In fact, even without a storm, high tides already are flooding cities like Miami and Norfolk, Va. And now NOAA’s latest calculations portray a future where this kind of “sunny day” flooding will become a lot more frequent.
NOAA’s calculations of future high tides assumes two “intermediate” forecasts of how much sea level will rise — from 1 1/2 feet to 3 feet by 2100. It by no means assumes some of the more severe scenarios should the ice sheets in Greenland or the Antarctic melt. Even with intermediate rise, by 2050 cities on the Atlantic would see high tides flooding the streets 25 to 130 times a year. By 2100, it could happen almost every day. These frequencies will be influenced by weather patterns like El Nino and prevailing winds, but over time they’ll occur more often from rising tides alone as sea level gets higher.
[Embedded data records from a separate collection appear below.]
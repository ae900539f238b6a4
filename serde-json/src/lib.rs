//! # Quarry serde_json backend
//!
//! Implements the engine's serialization abstraction on top of
//! [`serde_json::Value`], plus lossless conversions between the engine's
//! wire values and JSON values.
//!
//! ```rust
//! use quarry_engine::{EngineVersion, SearchQuery, SearchQueryCompiler};
//! use quarry_serde_json::JsonSerializer;
//!
//! let mut doc = quarry_engine::Document::new();
//! let status = doc.int("status");
//!
//! let compiler = SearchQueryCompiler::new(EngineVersion::new(7, 12, 0));
//! let body = compiler
//!     .compile(&JsonSerializer, &SearchQuery::new().filter(status.eq(0)))
//!     .unwrap();
//! assert_eq!(body, serde_json::json!({"query": {"term": {"status": 0}}}));
//! ```

use quarry_engine::{ArrayCtx, Deserializer, Error, ObjectCtx, Result, Serializer, Value};
use serde_json::{Map, Number};

/// Convert an engine wire value into a JSON value.
///
/// Non-finite floats have no JSON representation and become `null`, matching
/// serde_json's own behavior.
pub fn to_json(value: &Value) -> serde_json::Value {
    match value {
        Value::Null => serde_json::Value::Null,
        Value::Bool(b) => serde_json::Value::Bool(*b),
        Value::Int(n) => serde_json::Value::Number(Number::from(*n)),
        Value::Float(x) => Number::from_f64(*x)
            .map(serde_json::Value::Number)
            .unwrap_or(serde_json::Value::Null),
        Value::Str(s) => serde_json::Value::String(s.clone()),
        Value::Array(items) => serde_json::Value::Array(items.iter().map(to_json).collect()),
        Value::Object(entries) => serde_json::Value::Object(
            entries
                .iter()
                .map(|(name, value)| (name.clone(), to_json(value)))
                .collect(),
        ),
    }
}

/// Convert a JSON value into an engine wire value.
///
/// Integers outside the signed 64-bit domain fall back to floats.
pub fn from_json(value: &serde_json::Value) -> Value {
    match value {
        serde_json::Value::Null => Value::Null,
        serde_json::Value::Bool(b) => Value::Bool(*b),
        serde_json::Value::Number(n) => match n.as_i64() {
            Some(i) => Value::Int(i),
            None => Value::Float(n.as_f64().unwrap_or(f64::NAN)),
        },
        serde_json::Value::String(s) => Value::Str(s.clone()),
        serde_json::Value::Array(items) => Value::Array(items.iter().map(from_json).collect()),
        serde_json::Value::Object(entries) => Value::Object(
            entries
                .iter()
                .map(|(name, value)| (name.clone(), from_json(value)))
                .collect(),
        ),
    }
}

/// Write-side backend producing [`serde_json::Value`] documents.
#[derive(Debug, Clone, Copy, Default)]
pub struct JsonSerializer;

/// Object context of [`JsonSerializer`].
#[derive(Debug, Default)]
pub struct JsonObjectCtx {
    entries: Map<String, serde_json::Value>,
}

/// Array context of [`JsonSerializer`].
#[derive(Debug, Default)]
pub struct JsonArrayCtx {
    items: Vec<serde_json::Value>,
}

impl Serializer for JsonSerializer {
    type Output = serde_json::Value;
    type ObjectCtx = JsonObjectCtx;
    type ArrayCtx = JsonArrayCtx;

    fn object<F>(&self, block: F) -> Result<serde_json::Value>
    where
        F: FnOnce(&mut JsonObjectCtx) -> Result<()>,
    {
        let mut ctx = JsonObjectCtx::default();
        block(&mut ctx)?;
        Ok(serde_json::Value::Object(ctx.entries))
    }

    fn array<F>(&self, block: F) -> Result<serde_json::Value>
    where
        F: FnOnce(&mut JsonArrayCtx) -> Result<()>,
    {
        let mut ctx = JsonArrayCtx::default();
        block(&mut ctx)?;
        Ok(serde_json::Value::Array(ctx.items))
    }
}

impl ObjectCtx for JsonObjectCtx {
    type ArrayCtx = JsonArrayCtx;

    fn field(&mut self, name: &str, value: impl Into<Value>) {
        self.entries.insert(name.to_string(), to_json(&value.into()));
    }

    fn obj<F>(&mut self, name: &str, block: F) -> Result<()>
    where
        F: FnOnce(&mut Self) -> Result<()>,
    {
        let mut child = Self::default();
        block(&mut child)?;
        self.entries
            .insert(name.to_string(), serde_json::Value::Object(child.entries));
        Ok(())
    }

    fn array<F>(&mut self, name: &str, block: F) -> Result<()>
    where
        F: FnOnce(&mut JsonArrayCtx) -> Result<()>,
    {
        let mut child = JsonArrayCtx::default();
        block(&mut child)?;
        self.entries
            .insert(name.to_string(), serde_json::Value::Array(child.items));
        Ok(())
    }
}

impl ArrayCtx for JsonArrayCtx {
    type ObjectCtx = JsonObjectCtx;

    fn value(&mut self, value: impl Into<Value>) {
        self.items.push(to_json(&value.into()));
    }

    fn obj<F>(&mut self, block: F) -> Result<()>
    where
        F: FnOnce(&mut JsonObjectCtx) -> Result<()>,
    {
        let mut child = JsonObjectCtx::default();
        block(&mut child)?;
        self.items.push(serde_json::Value::Object(child.entries));
        Ok(())
    }

    fn array<F>(&mut self, block: F) -> Result<()>
    where
        F: FnOnce(&mut Self) -> Result<()>,
    {
        let mut child = Self::default();
        block(&mut child)?;
        self.items.push(serde_json::Value::Array(child.items));
        Ok(())
    }
}

/// Read-side backend parsing JSON text into engine wire values.
#[derive(Debug, Clone, Copy, Default)]
pub struct JsonDeserializer;

impl Deserializer for JsonDeserializer {
    fn from_str(&self, data: &str) -> Result<Value> {
        match serde_json::from_str::<serde_json::Value>(data) {
            Ok(json) => Ok(from_json(&json)),
            Err(_) => Err(Error::InvalidFormat {
                value: Value::Str(data.to_string()),
                target: "JSON document",
                cause: None,
            }),
        }
    }
}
NOAA has also found the rate of increase in tidal flooding is accelerating in about a third of the places it has tracked. “The problem is going to become chronic rather quickly,” says Sweet. “It’s not going to be a slow, gradual change.”
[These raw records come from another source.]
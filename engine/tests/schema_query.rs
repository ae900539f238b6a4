//! End-to-end tests: declare a schema, build queries, compile, deserialize.
//!
//! These cover the whole path a real caller takes, using the in-crate value
//! serializer as the backend.

use quarry_engine::{
    merge_documents, DocSource, Document, EngineVersion, Error, Expr, FieldType, IntType,
    MappingCompiler, ObjectType, Params, Script, SearchQuery, SearchQueryCompiler, SortOrder,
    TextType, Value, ValueSerializer,
};
use serde_json::json;

const ES6: EngineVersion = EngineVersion::new(6, 0, 0);
const ES7: EngineVersion = EngineVersion::new(7, 12, 0);

#[test]
fn user_search_scenario() {
    let mut doc = Document::new();
    let status = doc.int("status");
    let rank = doc.float("rank");
    let opinions_count = doc.int("opinions_count");

    let query = SearchQuery::new()
        .filter(status.eq(0))
        .filter(rank.gte(90.0))
        .filter(opinions_count.gt(5));

    let body = SearchQueryCompiler::new(ES6)
        .compile(&ValueSerializer, &query)
        .unwrap();
    assert_eq!(
        serde_json::to_value(&body).unwrap(),
        json!({
            "query": {
                "bool": {
                    "filter": [
                        {"term": {"status": 0}},
                        {"range": {"rank": {"gte": 90.0}}},
                        {"range": {"opinions_count": {"gt": 5}}},
                    ],
                },
            },
        })
    );

    let mapping = MappingCompiler::new(ES6)
        .compile(&ValueSerializer, &doc)
        .unwrap();
    assert_eq!(
        serde_json::to_value(&mapping).unwrap(),
        json!({
            "properties": {
                "status": {"type": "integer"},
                "rank": {"type": "float"},
                "opinions_count": {"type": "integer"},
            },
        })
    );
}

#[test]
fn same_models_compile_for_multiple_versions() {
    let mut doc = Document::new();
    let rank = doc.float("rank");

    let query = SearchQuery::new()
        .filter(rank.gt(0.0))
        .track_total_hits(true)
        .sort(&rank, SortOrder::Desc);

    // ES 7 accepts the query as-is.
    assert!(SearchQueryCompiler::new(ES7)
        .compile(&ValueSerializer, &query)
        .is_ok());

    // ES 6 rejects the construct it never supported, naming the minimum.
    let err = SearchQueryCompiler::new(ES6)
        .compile(&ValueSerializer, &query)
        .unwrap_err();
    assert_eq!(
        err,
        Error::UnsupportedFeature {
            feature: "track_total_hits",
            min: EngineVersion::new(7, 0, 0),
            version: ES6,
        }
    );

    // The model itself is reusable: stripping the gated construct compiles
    // for the old version too.
    let portable = SearchQuery::new().filter(rank.gt(0.0));
    assert!(SearchQueryCompiler::new(ES6)
        .compile(&ValueSerializer, &portable)
        .is_ok());
}

#[test]
fn merged_schema_serves_queries_from_both_documents() {
    let mut question = Document::new();
    question.join("join", &[("question", &["answer"])]);
    let question_text = question.text("text");

    let mut answer = Document::new();
    answer.join("join", &[("question", &["answer"])]);
    answer.text("text");
    let accepted = answer.boolean("accepted");

    let merged = merge_documents(&[&question, &answer]).unwrap();
    assert_eq!(merged.len(), 3);

    let query = SearchQuery::new()
        .query(question_text.matches("how do ranges work"))
        .filter(accepted.eq(true));
    let body = SearchQueryCompiler::new(ES7)
        .compile(&ValueSerializer, &query)
        .unwrap();
    assert_eq!(
        serde_json::to_value(&body).unwrap(),
        json!({
            "query": {
                "bool": {
                    "must": [{"match": {"text": "how do ranges work"}}],
                    "filter": [{"term": {"accepted": true}}],
                },
            },
        })
    );
}

#[test]
fn nested_fields_query_by_full_path() {
    let mut doc = Document::new();
    let (company_name, opinion_count) = doc.object("company", Params::new(), |company| {
        let name = company.text("name");
        let count = company.object("opinion", Params::new(), |opinion| opinion.int("count"));
        (name, count)
    });

    assert_eq!(company_name.path(), "company.name");

    let query = SearchQuery::new()
        .query(company_name.matches("acme"))
        .filter(opinion_count.gte(3));
    let body = SearchQueryCompiler::new(ES7)
        .compile(&ValueSerializer, &query)
        .unwrap();
    assert_eq!(
        serde_json::to_value(&body).unwrap(),
        json!({
            "query": {
                "bool": {
                    "must": [{"match": {"company.name": "acme"}}],
                    "filter": [{"range": {"company.opinion.count": {"gte": 3}}}],
                },
            },
        })
    );
}

#[derive(Debug, Default, PartialEq)]
struct OpinionSource {
    count: i32,
}

impl DocSource for OpinionSource {
    fn to_source(&self) -> Value {
        Value::Object(vec![("count".into(), IntType.serialize(&self.count))])
    }

    fn from_source(&mut self, source: Value) -> quarry_engine::Result<()> {
        if let Some(count) = source.get("count") {
            self.count = IntType.deserialize(count.clone())?;
        }
        Ok(())
    }
}

#[test]
fn responses_deserialize_through_the_same_codecs() {
    // A document value straight out of a search hit.
    let hit = Value::Object(vec![("count".into(), Value::Int(12))]);

    let object_type = ObjectType::<OpinionSource>::new();
    let parsed = object_type
        .deserialize_with(hit, Some(&OpinionSource::default))
        .unwrap();
    assert_eq!(parsed, OpinionSource { count: 12 });

    // Term values from aggregations use the looser term path.
    use quarry_engine::BooleanType;
    assert_eq!(BooleanType.deserialize_term(Value::Int(1)).unwrap(), true);
}

#[test]
fn runtime_fields_round_out_the_mapping() {
    let mut doc = Document::new();
    let timestamp = doc.datetime("@timestamp");
    let day_of_week = doc.runtime(
        "day_of_week",
        quarry_engine::KeywordType,
        Script::new("emit(doc[params.field].value.dayOfWeekEnum.toString())")
            .field_param("field", &timestamp),
    );

    // Runtime fields are queryable like any other field.
    let query = SearchQuery::new().filter(day_of_week.eq("Monday"));
    let body = SearchQueryCompiler::new(ES7)
        .compile(&ValueSerializer, &query)
        .unwrap();
    assert_eq!(
        serde_json::to_value(&body).unwrap(),
        json!({
            "query": {
                "term": {"day_of_week": "Monday"},
            },
        })
    );

    let mapping = MappingCompiler::new(ES7)
        .compile(&ValueSerializer, &doc)
        .unwrap();
    assert_eq!(
        serde_json::to_value(&mapping).unwrap(),
        json!({
            "properties": {
                "@timestamp": {"type": "date"},
            },
            "runtime": {
                "day_of_week": {
                    "type": "keyword",
                    "script": {
                        "source": "emit(doc[params.field].value.dayOfWeekEnum.toString())",
                        "params": {"field": "@timestamp"},
                    },
                },
            },
        })
    );
}

#[test]
fn expression_helpers_compose() {
    let mut doc = Document::new();
    let status = doc.int("status");
    let rank = doc.float("rank");

    let expr = Expr::and(vec![
        Expr::or(vec![status.eq(0), status.eq(1)]),
        Expr::not(vec![status.eq(2)]),
    ]);
    let query = SearchQuery::new().filter(expr).filter(rank.exists());
    let body = SearchQueryCompiler::new(ES7)
        .compile(&ValueSerializer, &query)
        .unwrap();
    assert_eq!(
        serde_json::to_value(&body).unwrap(),
        json!({
            "query": {
                "bool": {
                    "filter": [
                        {"bool": {"must": [
                            {"bool": {"should": [
                                {"term": {"status": 0}},
                                {"term": {"status": 1}},
                            ]}},
                            {"bool": {"must_not": [
                                {"term": {"status": 2}},
                            ]}},
                        ]}},
                        {"exists": {"field": "rank"}},
                    ],
                },
            },
        })
    );
}

#[test]
fn schema_declaration_with_explicit_field_types() {
    let mut doc = Document::new();
    let title = doc.field(
        "title",
        TextType,
        Params::new().with("analyzer", "standard"),
    );
    doc.sub_field(
        &title,
        "raw",
        quarry_engine::KeywordType,
        Params::new(),
    );

    let mapping = MappingCompiler::new(ES6)
        .compile(&ValueSerializer, &doc)
        .unwrap();
    assert_eq!(
        serde_json::to_value(&mapping).unwrap(),
        json!({
            "properties": {
                "title": {
                    "type": "text",
                    "analyzer": "standard",
                    "fields": {
                        "raw": {"type": "keyword"},
                    },
                },
            },
        })
    );
}
//! Target backend versions and the wire-protocol features derived from them.

use serde::{Deserialize, Serialize};
use std::fmt;

/// Version of the search backend a document is compiled for.
///
/// Ordering is lexicographic over `(major, minor, patch)`.
#[derive(Debug, Clone, Copy, PartialEq, Eq, PartialOrd, Ord, Hash, Serialize, Deserialize)]
pub struct EngineVersion {
    pub major: u32,
    pub minor: u32,
    pub patch: u32,
}

impl EngineVersion {
    pub const fn new(major: u32, minor: u32, patch: u32) -> Self {
        Self {
            major,
            minor,
            patch,
        }
    }
}

impl fmt::Display for EngineVersion {
    fn fmt(&self, f: &mut fmt::Formatter<'_>) -> fmt::Result {
        write!(f, "{}.{}.{}", self.major, self.minor, self.patch)
    }
}

/// Wire-protocol capabilities of a backend version.
///
/// The compilers consult these only where output genuinely differs between
/// versions; everything else is version-independent.
#[derive(Debug, Clone, Copy)]
pub(crate) struct Features {
    pub supports_runtime_fields: bool,
    pub supports_track_total_hits: bool,
}

impl Features {
    pub const RUNTIME_FIELDS_SINCE: EngineVersion = EngineVersion::new(7, 11, 0);
    pub const TRACK_TOTAL_HITS_SINCE: EngineVersion = EngineVersion::new(7, 0, 0);

    pub fn for_version(version: EngineVersion) -> Self {
        Self {
            supports_runtime_fields: version >= Self::RUNTIME_FIELDS_SINCE,
            supports_track_total_hits: version >= Self::TRACK_TOTAL_HITS_SINCE,
        }
    }
}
It’s already becoming chronic in Norfolk. Emily Steinhilber studies coastal issues at Old Dominion University in Virginia. She also lives close to flood zones. “It’s definitely a topic a conversation,” she says. Steinhilber says, for example, that the city’s largest hospital is hardening its campus against flooding. The city just passed an ordinance requiring new construction to be built higher off the ground.
But Steinhilber says the root cause of all this — global warming — isn’t always discussed. “For the most part, everyone is aware that sea level is rising and they know that we’re kind of in the bull’s-eye,” she says, “and the background of ‘Why’ is not really part of the conversation.”
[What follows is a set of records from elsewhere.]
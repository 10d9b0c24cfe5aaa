//! The planar graph built from fully noded edges.
//!
//! Nodes and directed edges live in slotmap arenas and refer to each other
//! by key, which keeps the densely cross-linked structure (sym edges, next
//! pointers, stars) free of reference cycles.

pub mod depth;
pub mod edge;
pub mod label;
pub mod labeling;

pub use depth::Depth;
pub use edge::{Edge, EdgeList};
pub use label::{Label, Position, TopologyLocation};

use std::cmp::Ordering;
use std::collections::BTreeMap;

use slotmap::{new_key_type, SlotMap};

use crate::error::TopologyError;
use crate::math::{orientation_index, quadrant, Coord, CoordKey};

new_key_type! {
    pub struct NodeId;
    pub struct DirId;
}

/// A graph node: a distinct coordinate where edges start or end.
#[derive(Debug)]
pub struct Node {
    pub coord: Coord,
    pub label: Label,
    /// Outgoing directed edges, sorted counter-clockwise from east once
    /// the graph is built.
    pub star: Vec<DirId>,
}

/// One direction of an undirected edge.
#[derive(Debug)]
pub struct DirectedEdge {
    pub edge: usize,
    pub forward: bool,
    pub origin: NodeId,
    pub sym: DirId,
    pub label: Label,
    pub in_result: bool,
    pub visited: bool,
    pub next: Option<DirId>,
    pub next_min: Option<DirId>,
    pub ring: Option<usize>,
    pub min_ring: Option<usize>,
    p0: Coord,
    p1: Coord,
    quadrant: u8,
}

/// The planar graph over a set of noded edges.
#[derive(Debug, Default)]
pub struct PlanarGraph {
    pub nodes: SlotMap<NodeId, Node>,
    pub dirs: SlotMap<DirId, DirectedEdge>,
    pub edges: Vec<Edge>,
    node_map: BTreeMap<CoordKey, NodeId>,
}

impl PlanarGraph {
    /// Builds the graph for a set of edges, creating both directed edges
    /// per edge and sorting every node star.
    #[must_use]
    pub fn build(edges: Vec<Edge>) -> Self {
        let mut graph = Self::default();
        for (edge_index, edge) in edges.iter().enumerate() {
            let n = edge.coords.len();
            let fwd_origin = graph.add_node(edge.coords[0]);
            let rev_origin = graph.add_node(edge.coords[n - 1]);

            let fwd_label = edge.label;
            let mut rev_label = edge.label;
            rev_label.flip();

            let fwd = graph.insert_dir(edge_index, true, fwd_origin, fwd_label, edge.coords[0], edge.coords[1]);
            let rev = graph.insert_dir(
                edge_index,
                false,
                rev_origin,
                rev_label,
                edge.coords[n - 1],
                edge.coords[n - 2],
            );
            graph.dirs[fwd].sym = rev;
            graph.dirs[rev].sym = fwd;
            graph.nodes[fwd_origin].star.push(fwd);
            graph.nodes[rev_origin].star.push(rev);
        }
        graph.edges = edges;
        graph.sort_stars();
        graph
    }

    fn insert_dir(
        &mut self,
        edge: usize,
        forward: bool,
        origin: NodeId,
        label: Label,
        p0: Coord,
        p1: Coord,
    ) -> DirId {
        self.dirs.insert(DirectedEdge {
            edge,
            forward,
            origin,
            sym: DirId::default(),
            label,
            in_result: false,
            visited: false,
            next: None,
            next_min: None,
            ring: None,
            min_ring: None,
            p0,
            p1,
            quadrant: quadrant(&p0, &p1),
        })
    }

    /// Returns the node at the coordinate, creating it if absent.
    pub fn add_node(&mut self, coord: Coord) -> NodeId {
        if let Some(&id) = self.node_map.get(&CoordKey(coord)) {
            return id;
        }
        let id = self.nodes.insert(Node {
            coord,
            label: Label::empty_line(),
            star: Vec::new(),
        });
        self.node_map.insert(CoordKey(coord), id);
        id
    }

    #[must_use]
    pub fn find_node(&self, coord: &Coord) -> Option<NodeId> {
        self.node_map.get(&CoordKey(*coord)).copied()
    }

    /// Node ids in coordinate order, for deterministic traversal.
    #[must_use]
    pub fn node_ids(&self) -> Vec<NodeId> {
        self.node_map.values().copied().collect()
    }

    #[must_use]
    pub fn dir_ids(&self) -> Vec<DirId> {
        self.dirs.keys().collect()
    }

    /// Direction-point comparison: edges compare by quadrant first, then
    /// by a robust orientation test within the quadrant, yielding
    /// counter-clockwise angular order from the positive x axis.
    fn compare_direction(&self, a: DirId, b: DirId) -> Ordering {
        let da = &self.dirs[a];
        let db = &self.dirs[b];
        if da.p1 == db.p1 {
            return Ordering::Equal;
        }
        match da.quadrant.cmp(&db.quadrant) {
            Ordering::Equal => match orientation_index(&db.p0, &db.p1, &da.p1) {
                1 => Ordering::Greater,
                -1 => Ordering::Less,
                _ => Ordering::Equal,
            },
            ord => ord,
        }
    }

    fn sort_stars(&mut self) {
        let ids: Vec<NodeId> = self.nodes.keys().collect();
        for id in ids {
            let mut star = std::mem::take(&mut self.nodes[id].star);
            star.sort_by(|&a, &b| self.compare_direction(a, b));
            self.nodes[id].star = star;
        }
    }

    /// Star edges whose edge participates in the result area on either
    /// side, in counter-clockwise order.
    #[must_use]
    pub fn result_area_star(&self, node: NodeId) -> Vec<DirId> {
        self.nodes[node]
            .star
            .iter()
            .copied()
            .filter(|&d| self.dirs[d].in_result || self.dirs[self.dirs[d].sym].in_result)
            .collect()
    }

    /// Links each result edge entering this node to the result edge
    /// leaving it next in counter-clockwise order, forming maximal rings.
    pub fn link_result_directed_edges(&mut self, node: NodeId) -> Result<(), TopologyError> {
        let star = self.result_area_star(node);
        let mut first_out: Option<DirId> = None;
        let mut incoming: Option<DirId> = None;
        let mut scanning = true;
        for &out in &star {
            let sym = self.dirs[out].sym;
            if !self.dirs[out].label.is_area() {
                continue;
            }
            if first_out.is_none() && self.dirs[out].in_result {
                first_out = Some(out);
            }
            if scanning {
                if !self.dirs[sym].in_result {
                    continue;
                }
                incoming = Some(sym);
                scanning = false;
            } else {
                if !self.dirs[out].in_result {
                    continue;
                }
                if let Some(inc) = incoming {
                    self.dirs[inc].next = Some(out);
                }
                scanning = true;
            }
        }
        if !scanning {
            let coord = self.nodes[node].coord;
            let Some(first) = first_out else {
                return Err(TopologyError::NoOutgoingEdge {
                    x: coord.x,
                    y: coord.y,
                });
            };
            if let Some(inc) = incoming {
                self.dirs[inc].next = Some(first);
            }
        }
        Ok(())
    }

    /// Links the edges of one maximal ring at this node in clockwise
    /// order, splitting the ring into minimal rings.
    pub fn link_minimal_directed_edges(
        &mut self,
        node: NodeId,
        ring: usize,
    ) -> Result<(), TopologyError> {
        let star = self.result_area_star(node);
        let mut first_out: Option<DirId> = None;
        let mut incoming: Option<DirId> = None;
        let mut scanning = true;
        for &out in star.iter().rev() {
            let sym = self.dirs[out].sym;
            if first_out.is_none() && self.dirs[out].ring == Some(ring) {
                first_out = Some(out);
            }
            if scanning {
                if self.dirs[sym].ring != Some(ring) {
                    continue;
                }
                incoming = Some(sym);
                scanning = false;
            } else {
                if self.dirs[out].ring != Some(ring) {
                    continue;
                }
                if let Some(inc) = incoming {
                    self.dirs[inc].next_min = Some(out);
                }
                scanning = true;
            }
        }
        if !scanning {
            let coord = self.nodes[node].coord;
            let Some(first) = first_out else {
                return Err(TopologyError::NoOutgoingEdge {
                    x: coord.x,
                    y: coord.y,
                });
            };
            if let Some(inc) = incoming {
                self.dirs[inc].next_min = Some(first);
            }
        }
        Ok(())
    }

    /// Number of star edges assigned to the given maximal ring.
    #[must_use]
    pub fn outgoing_degree_in_ring(&self, node: NodeId, ring: usize) -> usize {
        self.nodes[node]
            .star
            .iter()
            .filter(|&&d| self.dirs[d].ring == Some(ring))
            .count()
    }

    #[must_use]
    pub fn dir_coord(&self, dir: DirId) -> Coord {
        self.dirs[dir].p0
    }
}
Others are having that conversation, such as the U.S. military. Retired Navy Rear Adm. Ann Phillips says military leaders are aware that warming means sea level rise. That’s especially worrisome for the Navy. “We can’t use historical data to plan what’s coming because it won’t work,” she says.
Well over 100 military installations that are close to coastlines have reported flooding recently. According to a report from the Center for Climate and Security (which Phillips helped write), tidal flooding will increasingly threaten equipment, fuel depots, ammunition warehouses, housing and docks. Now, Phillips says, these new tidal flooding numbers from NOAA lay out a difficult future for the Navy, which can’t just retreat from coastlines. “Yet another report that sea level rise is accelerating [with] recurrent flooding just makes the sense of urgency that much more acute,” she says.
Cities like Norfolk and Miami, as well as the military, are planning on building sea walls, raising buildings and fortifying themselves, but they’re in a long race with a relentless rising tide that is picking up speed.
The NOAA report, titled “Patterns and Protections of High Tide Flooding Along the U.S. Coastline Using a Common Impact Threshold,” is due to be released this week.